use std::path::Path;
use std::time::Duration;

use anyhow::{Context, Result};
use serde::{Deserialize, Serialize};

use figment::{
    Figment,
    providers::{Env, Format, Serialized, Toml},
};

/// Default configuration file looked up in the working directory.
pub const CONFIG_FILE: &str = "waypoint.toml";

/// Prefix for environment overrides, e.g. `WAYPOINT__REGISTRY__FRESHNESS_WINDOW=10s`.
pub const ENV_PREFIX: &str = "WAYPOINT__";

/// Freshness window used when none is configured.
pub const DEFAULT_FRESHNESS_WINDOW: Duration = Duration::from_secs(5);

/// Configuration for the in-memory service registry
#[derive(Clone, Debug, Serialize, Deserialize, PartialEq)]
pub struct RegistryConfig {
    /// Maximum gap since the last heartbeat for an instance to be resolvable
    #[serde(with = "humantime_serde")]
    pub freshness_window: Duration,
    /// Interval of the optional background sweep that drops stale records.
    /// Disabled when unset; stale records are then only filtered at resolve time.
    #[serde(default, with = "humantime_serde")]
    pub sweep_interval: Option<Duration>,
}

impl Default for RegistryConfig {
    fn default() -> Self {
        Self {
            freshness_window: DEFAULT_FRESHNESS_WINDOW,
            sweep_interval: None,
        }
    }
}

#[derive(Clone, Copy, Debug, Serialize, Deserialize, PartialEq, Eq, Default)]
#[serde(rename_all = "lowercase")]
pub enum LogFormat {
    #[default]
    Full,
    Compact,
}

#[derive(Clone, Debug, Serialize, Deserialize, PartialEq)]
pub struct LoggingConfig {
    /// Default filter directive, overridden by `RUST_LOG` when set
    pub level: String,
    pub format: LogFormat,
}

impl Default for LoggingConfig {
    fn default() -> Self {
        Self {
            level: String::from("info"),
            format: LogFormat::Full,
        }
    }
}

#[derive(Clone, Debug, Serialize, Deserialize, Default, PartialEq)]
pub struct Configuration {
    /// Registry liveness settings
    pub registry: RegistryConfig,
    /// Log output settings
    pub logging: LoggingConfig,
}

impl Configuration {
    fn figment() -> Figment {
        Figment::from(Serialized::defaults(Configuration::default()))
    }

    /// Load defaults, then `waypoint.toml`, then `WAYPOINT__` environment variables.
    pub fn load() -> Result<Self, Box<figment::Error>> {
        let config = Self::figment()
            .merge(Toml::file(CONFIG_FILE))
            .merge(Env::prefixed(ENV_PREFIX).split("__"))
            .extract()
            .map_err(Box::new)?;

        Ok(config)
    }

    /// Same layering as [`Configuration::load`] with an explicit file path.
    pub fn load_from_path(path: impl AsRef<Path>) -> Result<Self, Box<figment::Error>> {
        let config = Self::figment()
            .merge(Toml::file(path.as_ref()))
            .merge(Env::prefixed(ENV_PREFIX).split("__"))
            .extract()
            .map_err(Box::new)?;

        Ok(config)
    }

    /// Reject settings the registry cannot run with.
    pub fn validate(&self) -> Result<()> {
        if self.registry.freshness_window.is_zero() {
            anyhow::bail!("registry.freshness_window must be greater than zero");
        }

        if self.registry.sweep_interval.is_some_and(|i| i.is_zero()) {
            anyhow::bail!("registry.sweep_interval must be greater than zero when set");
        }

        if self.logging.level.trim().is_empty() {
            anyhow::bail!("logging.level cannot be empty");
        }

        Ok(())
    }
}

/// Load configuration from an optional explicit path and validate it.
pub fn load_config(config_path: Option<&Path>) -> Result<Configuration> {
    let config = match config_path {
        Some(path) => {
            log::info!("Loading configuration from: {}", path.display());
            Configuration::load_from_path(path).context("Failed to load configuration")?
        }
        None => Configuration::load().context("Failed to load configuration")?,
    };

    config.validate().context("Invalid configuration")?;
    Ok(config)
}
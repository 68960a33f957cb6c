use anyhow::{Context, Result};
use tracing_subscriber::EnvFilter;

use crate::config::{LogFormat, LoggingConfig};

/// Build the filter: `RUST_LOG` wins, otherwise the configured level.
fn env_filter(config: &LoggingConfig) -> Result<EnvFilter> {
    match EnvFilter::try_from_default_env() {
        Ok(filter) => Ok(filter),
        Err(_) => EnvFilter::try_new(&config.level)
            .with_context(|| format!("Invalid log level directive: {}", config.level)),
    }
}

/// Install the global tracing subscriber. `log` records are bridged into it.
///
/// Returns `false` when a subscriber was already installed, which keeps
/// repeated initialization from tests or embedding processes harmless.
pub fn init_logging(config: &LoggingConfig) -> Result<bool> {
    let filter = env_filter(config)?;
    let builder = tracing_subscriber::fmt().with_env_filter(filter);

    let installed = match config.format {
        LogFormat::Full => builder.try_init().is_ok(),
        LogFormat::Compact => builder.compact().try_init().is_ok(),
    };

    if installed {
        log::debug!("Logging initialized at level {}", config.level);
    }
    Ok(installed)
}
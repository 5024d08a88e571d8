//! Scope filtering
//!
//! Decides whether a request falls inside the operator's chosen domains,
//! method and path. Every check fails closed on unparsable URLs.

use url::Url;

use crate::models::CaptureConfig;

/// Domain allow-list check. An empty list admits every URL.
pub fn in_scope(url: &str, config: &CaptureConfig) -> bool {
    if config.domains.is_empty() {
        return true;
    }
    let Ok(parsed) = Url::parse(url) else {
        return false;
    };
    let Some(hostname) = parsed.host_str() else {
        return false;
    };
    let hostname = hostname.to_ascii_lowercase();
    config
        .domains
        .iter()
        .any(|domain| host_matches(&hostname, domain))
}

fn host_matches(hostname: &str, domain: &str) -> bool {
    let base = domain.strip_prefix("*.").unwrap_or(domain);
    if base.is_empty() {
        return false;
    }
    hostname == base
        || hostname
            .strip_suffix(base)
            .is_some_and(|prefix| prefix.ends_with('.'))
}

/// Method filter; exact and case-sensitive when configured
pub fn method_allowed(method: &str, config: &CaptureConfig) -> bool {
    match &config.method_filter {
        Some(filter) => filter == method,
        None => true,
    }
}

/// Path regex filter, matched against the URL path only
pub fn path_allowed(url: &str, config: &CaptureConfig) -> bool {
    let Some(pattern) = &config.path_pattern else {
        return true;
    };
    match Url::parse(url) {
        Ok(parsed) => pattern.is_match(parsed.path()),
        Err(_) => false,
    }
}

/// All scope rules combined
pub fn accepts(method: &str, url: &str, config: &CaptureConfig) -> bool {
    method_allowed(method, config) && in_scope(url, config) && path_allowed(url, config)
}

....

What is required – Give back the complete material, keeping every word exactly as written.

Exercise output –
use std::path::Path;
use std::time::Duration;

use anyhow::{Context, Result};
use serde::{Deserialize, Serialize};

use figment::{
    Figment,
    providers::{Env, Format, Serialized, Toml},
};

/// Default configuration file looked up in the working directory.
pub const CONFIG_FILE: &str = "waypoint.toml";

/// Prefix for environment overrides, e.g. `WAYPOINT__REGISTRY__FRESHNESS_WINDOW=10s`.
pub const ENV_PREFIX: &str = "WAYPOINT__";

/// Freshness window used when none is configured.
pub const DEFAULT_FRESHNESS_WINDOW: Duration = Duration::from_secs(5);

/// Configuration for the in-memory service registry
#[derive(Clone, Debug, Serialize, Deserialize, PartialEq)]
pub struct RegistryConfig {
    /// Maximum gap since the last heartbeat for an instance to be resolvable
    #[serde(with = "humantime_serde")]
    pub freshness_window: Duration,
    /// Interval of the optional background sweep that drops stale records.
    /// Disabled when unset; stale records are then only filtered at resolve time.
    #[serde(default, with = "humantime_serde")]
    pub sweep_interval: Option<Duration>,
}

impl Default for RegistryConfig {
    fn default() -> Self {
        Self {
            freshness_window: DEFAULT_FRESHNESS_WINDOW,
            sweep_interval: None,
        }
    }
}

#[derive(Clone, Copy, Debug, Serialize, Deserialize, PartialEq, Eq, Default)]
#[serde(rename_all = "lowercase")]
pub enum LogFormat {
    #[default]
    Full,
    Compact,
}

#[derive(Clone, Debug, Serialize, Deserialize, PartialEq)]
pub struct LoggingConfig {
    /// Default filter directive, overridden by `RUST_LOG` when set
    pub level: String,
    pub format: LogFormat,
}

impl Default for LoggingConfig {
    fn default() -> Self {
        Self {
            level: String::from("info"),
            format: LogFormat::Full,
        }
    }
}

#[derive(Clone, Debug, Serialize, Deserialize, Default, PartialEq)]
pub struct Configuration {
    /// Registry liveness settings
    pub registry: RegistryConfig,
    /// Log output settings
    pub logging: LoggingConfig,
}

impl Configuration {
    fn figment() -> Figment {
        Figment::from(Serialized::defaults(Configuration::default()))
    }

    /// Load defaults, then `waypoint.toml`, then `WAYPOINT__` environment variables.
    pub fn load() -> Result<Self, Box<figment::Error>> {
        let config = Self::figment()
            .merge(Toml::file(CONFIG_FILE))
            .merge(Env::prefixed(ENV_PREFIX).split("__"))
            .extract()
            .map_err(Box::new)?;

        Ok(config)
    }

    /// Same layering as [`Configuration::load`] with an explicit file path.
    pub fn load_from_path(path: impl AsRef<Path>) -> Result<Self, Box<figment::Error>> {
        let config = Self::figment()
            .merge(Toml::file(path.as_ref()))
            .merge(Env::prefixed(ENV_PREFIX).split("__"))
            .extract()
            .map_err(Box::new)?;

        Ok(config)
    }

    /// Reject settings the registry cannot run with.
    pub fn validate(&self) -> Result<()> {
        if self.registry.freshness_window.is_zero() {
            anyhow::bail!("registry.freshness_window must be greater than zero");
        }

        if self.registry.sweep_interval.is_some_and(|i| i.is_zero()) {
            anyhow::bail!("registry.sweep_interval must be greater than zero when set");
        }

        if self.logging.level.trim().is_empty() {
            anyhow::bail!("logging.level cannot be empty");
        }

        Ok(())
    }
}

/// Load configuration from an optional explicit path and validate it.
pub fn load_config(config_path: Option<&Path>) -> Result<Configuration> {
    let config = match config_path {
        Some(path) => {
            log::info!("Loading configuration from: {}", path.display());
            Configuration::load_from_path(path).context("Failed to load configuration")?
        }
        None => Configuration::load().context("Failed to load configuration")?,
    };

    config.validate().context("Invalid configuration")?;
    Ok(config)
}
repository 68960a33f957cb6c
use anyhow::{Context, Result};
use tracing_subscriber::EnvFilter;

use crate::config::{LogFormat, LoggingConfig};

/// Build the filter: `RUST_LOG` wins, otherwise the configured level.
fn env_filter(config: &LoggingConfig) -> Result<EnvFilter> {
    match EnvFilter::try_from_default_env() {
        Ok(filter) => Ok(filter),
        Err(_) => EnvFilter::try_new(&config.level)
            .with_context(|| format!("Invalid log level directive: {}", config.level)),
    }
}

/// Install the global tracing subscriber. `log` records are bridged into it.
///
/// Returns `false` when a subscriber was already installed, which keeps
/// repeated initialization from tests or embedding processes harmless.
pub fn init_logging(config: &LoggingConfig) -> Result<bool> {
    let filter = env_filter(config)?;
    let builder = tracing_subscriber::fmt().with_env_filter(filter);

    let installed = match config.format {
        LogFormat::Full => builder.try_init().is_ok(),
        LogFormat::Compact => builder.compact().try_init().is_ok(),
    };

    if installed {
        log::debug!("Logging initialized at level {}", config.level);
    }
    Ok(installed)
}
repository 5024d08a88e571d8
//! Scope filtering
//!
//! Decides whether a request falls inside the operator's chosen domains,
//! method and path. Every check fails closed on unparsable URLs.

use url::Url;

use crate::models::CaptureConfig;

/// Domain allow-list check. An empty list admits every URL.
pub fn in_scope(url: &str, config: &CaptureConfig) -> bool {
    if config.domains.is_empty() {
        return true;
    }
    let Ok(parsed) = Url::parse(url) else {
        return false;
    };
    let Some(hostname) = parsed.host_str() else {
        return false;
    };
    let hostname = hostname.to_ascii_lowercase();
    config
        .domains
        .iter()
        .any(|domain| host_matches(&hostname, domain))
}

fn host_matches(hostname: &str, domain: &str) -> bool {
    let base = domain.strip_prefix("*.").unwrap_or(domain);
    if base.is_empty() {
        return false;
    }
    hostname == base
        || hostname
            .strip_suffix(base)
            .is_some_and(|prefix| prefix.ends_with('.'))
}

/// Method filter; exact and case-sensitive when configured
pub fn method_allowed(method: &str, config: &CaptureConfig) -> bool {
    match &config.method_filter {
        Some(filter) => filter == method,
        None => true,
    }
}

/// Path regex filter, matched against the URL path only
pub fn path_allowed(url: &str, config: &CaptureConfig) -> bool {
    let Some(pattern) = &config.path_pattern else {
        return true;
    };
    match Url::parse(url) {
        Ok(parsed) => pattern.is_match(parsed.path()),
        Err(_) => false,
    }
}

/// All scope rules combined
pub fn accepts(method: &str, url: &str, config: &CaptureConfig) -> bool {
    method_allowed(method, config) && in_scope(url, config) && path_allowed(url, config)
}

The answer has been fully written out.